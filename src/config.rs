//! Environment-backed configuration.
//!
//! The configuration surface is deliberately small: model identifiers,
//! reasoning effort, the step ceiling, progress verbosity, and the price
//! table used for cost estimation. Anything invalid is fatal at startup.

use std::collections::HashMap;

use serde::Deserialize;

use crate::llm::ReasoningEffort;

/// USD per 1M tokens for one model.
#[derive(Debug, Clone, Copy, Deserialize)]
pub struct ModelPrice {
    pub input: f64,
    pub output: f64,
    #[serde(default)]
    pub cached_input: Option<f64>,
}

/// Price table covering models and the web-search per-call fee.
#[derive(Debug, Clone, Default)]
pub struct PricingTable {
    /// USD per 1M tokens by model id. `None` means no model pricing at all.
    pub usd_per_1m_tokens: Option<HashMap<String, ModelPrice>>,
    /// USD per 1K web_search tool calls.
    pub web_search_usd_per_1k_calls: Option<f64>,
}

/// Model identifiers by role.
#[derive(Debug, Clone)]
pub struct Models {
    /// Primary drafting/repair model.
    pub thinking: String,
    /// Cost-efficient model for extraction, search, summaries, and polish.
    pub cheap: String,
}

/// Per-run configuration.
#[derive(Debug, Clone)]
pub struct HarnessConfig {
    pub api_key: String,
    pub models: Models,
    pub reasoning_effort: ReasoningEffort,
    pub max_steps: u32,
    pub verbosity: u8,
    /// Pretty-print progress instead of JSONL.
    pub pretty: bool,
    pub jsonl: bool,
    pub pricing: PricingTable,
}

#[derive(Debug, thiserror::Error)]
pub enum ConfigError {
    #[error("OPENAI_API_KEY is required")]
    MissingApiKey,
    #[error("invalid {name}: {reason}")]
    Invalid { name: &'static str, reason: String },
}

fn default_pricing() -> HashMap<String, ModelPrice> {
    // Keep in sync with the provider's published per-1M-token rates;
    // override with HARNESS_PRICING_USD_PER_1M_TOKENS_JSON.
    HashMap::from([
        (
            "gpt-5.2".to_string(),
            ModelPrice { input: 1.75, output: 14.0, cached_input: Some(0.175) },
        ),
        (
            "gpt-5-mini".to_string(),
            ModelPrice { input: 0.25, output: 2.0, cached_input: Some(0.025) },
        ),
    ])
}

impl HarnessConfig {
    /// Load configuration from process environment variables.
    pub fn from_env() -> Result<Self, ConfigError> {
        Self::from_lookup(|name| std::env::var(name).ok())
    }

    /// Load configuration from an arbitrary variable lookup.
    pub fn from_lookup(lookup: impl Fn(&str) -> Option<String>) -> Result<Self, ConfigError> {
        let api_key = lookup("OPENAI_API_KEY")
            .filter(|s| !s.trim().is_empty())
            .ok_or(ConfigError::MissingApiKey)?;

        let models = Models {
            thinking: lookup("HARNESS_MODEL_THINKING").unwrap_or_else(|| "gpt-5.2".to_string()),
            cheap: lookup("HARNESS_MODEL_CHEAP").unwrap_or_else(|| "gpt-5-mini".to_string()),
        };

        let reasoning_effort = match lookup("HARNESS_REASONING_EFFORT") {
            Some(raw) => raw.parse().map_err(|reason| ConfigError::Invalid {
                name: "HARNESS_REASONING_EFFORT",
                reason,
            })?,
            None => ReasoningEffort::High,
        };

        let max_steps = match lookup("HARNESS_MAX_STEPS") {
            Some(raw) => raw.trim().parse::<u32>().ok().filter(|n| *n > 0).ok_or(
                ConfigError::Invalid {
                    name: "HARNESS_MAX_STEPS",
                    reason: format!("expected a positive integer, got {raw:?}"),
                },
            )?,
            None => 20,
        };

        let verbosity = lookup("HARNESS_VERBOSITY")
            .and_then(|raw| raw.trim().parse::<u8>().ok())
            .filter(|v| *v <= 3)
            .unwrap_or(0);

        let jsonl = lookup("HARNESS_JSONL")
            .map(|raw| raw == "1" || raw.eq_ignore_ascii_case("true"))
            .unwrap_or(false);

        let usd_per_1m_tokens = match lookup("HARNESS_PRICING_USD_PER_1M_TOKENS_JSON") {
            Some(raw) if !raw.trim().is_empty() => {
                let parsed: HashMap<String, ModelPrice> =
                    serde_json::from_str(raw.trim()).map_err(|e| ConfigError::Invalid {
                        name: "HARNESS_PRICING_USD_PER_1M_TOKENS_JSON",
                        reason: e.to_string(),
                    })?;
                Some(parsed)
            }
            _ => Some(default_pricing()),
        };

        let web_search_usd_per_1k_calls = match lookup("HARNESS_WEB_SEARCH_USD_PER_1K_CALLS") {
            Some(raw) if !raw.trim().is_empty() => {
                let n: f64 = raw.trim().parse().map_err(|_| ConfigError::Invalid {
                    name: "HARNESS_WEB_SEARCH_USD_PER_1K_CALLS",
                    reason: format!("expected a non-negative number, got {raw:?}"),
                })?;
                if n < 0.0 {
                    return Err(ConfigError::Invalid {
                        name: "HARNESS_WEB_SEARCH_USD_PER_1K_CALLS",
                        reason: "must be non-negative".to_string(),
                    });
                }
                Some(n)
            }
            _ => Some(10.0),
        };

        Ok(Self {
            api_key,
            models,
            reasoning_effort,
            max_steps,
            verbosity,
            pretty: !jsonl,
            jsonl,
            pricing: PricingTable {
                usd_per_1m_tokens,
                web_search_usd_per_1k_calls,
            },
        })
    }
}

#[cfg(test)]
mod tests {
    use super::*;

    fn env<'a>(pairs: &'a [(&'a str, &'a str)]) -> impl Fn(&str) -> Option<String> + 'a {
        move |name| {
            pairs
                .iter()
                .find(|(k, _)| *k == name)
                .map(|(_, v)| v.to_string())
        }
    }

    #[test]
    fn minimal_env_uses_defaults() {
        let cfg = HarnessConfig::from_lookup(env(&[("OPENAI_API_KEY", "sk-test")])).unwrap();
        assert_eq!(cfg.models.thinking, "gpt-5.2");
        assert_eq!(cfg.models.cheap, "gpt-5-mini");
        assert_eq!(cfg.max_steps, 20);
        assert_eq!(cfg.reasoning_effort, ReasoningEffort::High);
        assert_eq!(cfg.pricing.web_search_usd_per_1k_calls, Some(10.0));
        let table = cfg.pricing.usd_per_1m_tokens.unwrap();
        assert!(table.contains_key("gpt-5.2"));
        assert!(table.contains_key("gpt-5-mini"));
    }

    #[test]
    fn missing_api_key_is_fatal() {
        assert!(matches!(
            HarnessConfig::from_lookup(env(&[])),
            Err(ConfigError::MissingApiKey)
        ));
    }

    #[test]
    fn pricing_override_parses_json() {
        let cfg = HarnessConfig::from_lookup(env(&[
            ("OPENAI_API_KEY", "sk-test"),
            (
                "HARNESS_PRICING_USD_PER_1M_TOKENS_JSON",
                r#"{"my-model":{"input":1.0,"output":2.0}}"#,
            ),
            ("HARNESS_MAX_STEPS", "7"),
        ]))
        .unwrap();
        assert_eq!(cfg.max_steps, 7);
        let table = cfg.pricing.usd_per_1m_tokens.unwrap();
        assert_eq!(table.len(), 1);
        assert_eq!(table["my-model"].output, 2.0);
        assert!(table["my-model"].cached_input.is_none());
    }

    #[test]
    fn invalid_max_steps_is_rejected() {
        let result = HarnessConfig::from_lookup(env(&[
            ("OPENAI_API_KEY", "sk-test"),
            ("HARNESS_MAX_STEPS", "0"),
        ]));
        assert!(matches!(result, Err(ConfigError::Invalid { .. })));
    }
}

********************

### Work required
The line with "#[serde(default)]" marks the end; reproduce exactly every line from the start of the entries up to it, that line included.

### Result below
filename src/config.rs
//! Environment-backed configuration.
//!
//! The configuration surface is deliberately small: model identifiers,
//! reasoning effort, the step ceiling, progress verbosity, and the price
//! table used for cost estimation. Anything invalid is fatal at startup.

use std::collections::HashMap;

use serde::Deserialize;

use crate::llm::ReasoningEffort;

/// USD per 1M tokens for one model.
#[derive(Debug, Clone, Copy, Deserialize)]
pub struct ModelPrice {
    pub input: f64,
    pub output: f64,
    #[serde(default)]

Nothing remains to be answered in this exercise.